This time of year can become incredibly stressful for business owners and employees alike. From family
obligations, to the holidays, to year-end budgets and deadlines, it easily become overwhelming. When you are going through stressful time, or you know your employees are, there are a few things you can do to make the best of it. Here are some easy ways you can reduce your stress-level at work:frog-1339892_640

Take a break and talk to someone: Make an effort to periodically get up from your desk and have a short conversation with a co-worker. Try to avoid eating lunch alone. Use that time to build relationships with others at work. Having friends at work makes the workplace more enjoyable and less stressful because you have someone you can go to for support.

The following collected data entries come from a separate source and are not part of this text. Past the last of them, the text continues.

#![allow(clippy::result_large_err)]
//! # Conductor Core
//!
//! Transactional execution and job scheduling core for long-running business processes.
//!
//! ## Architecture
//!
//! - **Context**: Units of work, transaction listeners and the command executor
//! - **Jobs**: Job acquisition, locking, retries with backoff and the shared worker pool
//! - **Delegate**: Invocation boundary that runs user code inside its deployment
//! - **Events**: Event subscriptions and correlation to waiting executions
//! - **Execution**: Execution trees, cascade deletion and the runtime collaborator
//! - **Persistence**: Store boundary with all-or-nothing flushes and an in-memory store
//! - **Telemetry**: Structured logging and Prometheus metrics

pub mod config;
pub mod context;
pub mod delegate;
pub mod engine;
pub mod error;
pub mod events;
pub mod execution;
pub mod jobs;
pub mod persistence;
pub mod telemetry;

pub use error::{ConductorError, ErrorCode, ErrorContext, ErrorDetails, ErrorSeverity, Result};

/// Re-export commonly used types
pub mod prelude {
    pub use crate::config::{AcquisitionConfig, Config, EngineConfig, SchedulerConfig};
    pub use crate::context::{Command, CommandExecutor, TransactionListener, TransactionOutcome, UnitOfWork};
    pub use crate::delegate::{Delegate, DelegateInterceptor, DeploymentHandle, DeploymentId};
    pub use crate::engine::{ProcessEngine, ProcessEngineBuilder};
    pub use crate::error::{ConductorError, ErrorCode, ErrorContext, Result};
    pub use crate::events::{EventSubscription, EventType, SubscriptionId};
    pub use crate::execution::{ExecutionId, ExecutionNode, ExecutionRuntime, RecordingRuntime, ResumeTrigger};
    pub use crate::jobs::{
        AcquisitionState, AcquisitionStrategy, BackoffStrategy, JobEntity, JobHandler, JobId,
        JobScheduler, RetryPolicy, StrategyRegistry,
    };
    pub use crate::persistence::{EngineStore, InMemoryStore};
    pub use crate::telemetry::{init_telemetry, TelemetryConfig};
}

Exercise: Increasing your exercise level has been shown to reduce stress. Start a lunch-time walking group. Do you have a FitBit or other activity tracker? Get a group together for some healthy wellness competitions inside and outside work.

Eat healthy: Make an effort to eat as healthy as possible to improve concentration and focus. What you eat also affects your mood. Get your co-workers involved by sharing easy, healthy lunch and dinner recipes.

Get sleep: This can be difficult when you are feeling busy or overwhelmed, but getting enough sleep allows you to stay focused and productive and you will feel less stressed. You can use a FitBit or other activity tracker to track your sleep as well. Shoot for at least 8 hours per night. Also ty to stick to a consistent bedtime and wake time.

Prioritize: Writing out daily to -do lists with short term goals will help you stay on track. Prioritize your tasks to make sure you tackle to most important ones first and don’t get caught up spending time doing tasks that could wait until later.

Think positive: What we focus the most on has the greatest impact on our day. Focus on the positive things. Celebrate small wins and progress throughout the day.

Stay organized: If you are feeling overwhelmed or stressed, take a look at your work space. Is it cluttered? Often your physical environment can add to your stress level. Take a few minutes to get organized.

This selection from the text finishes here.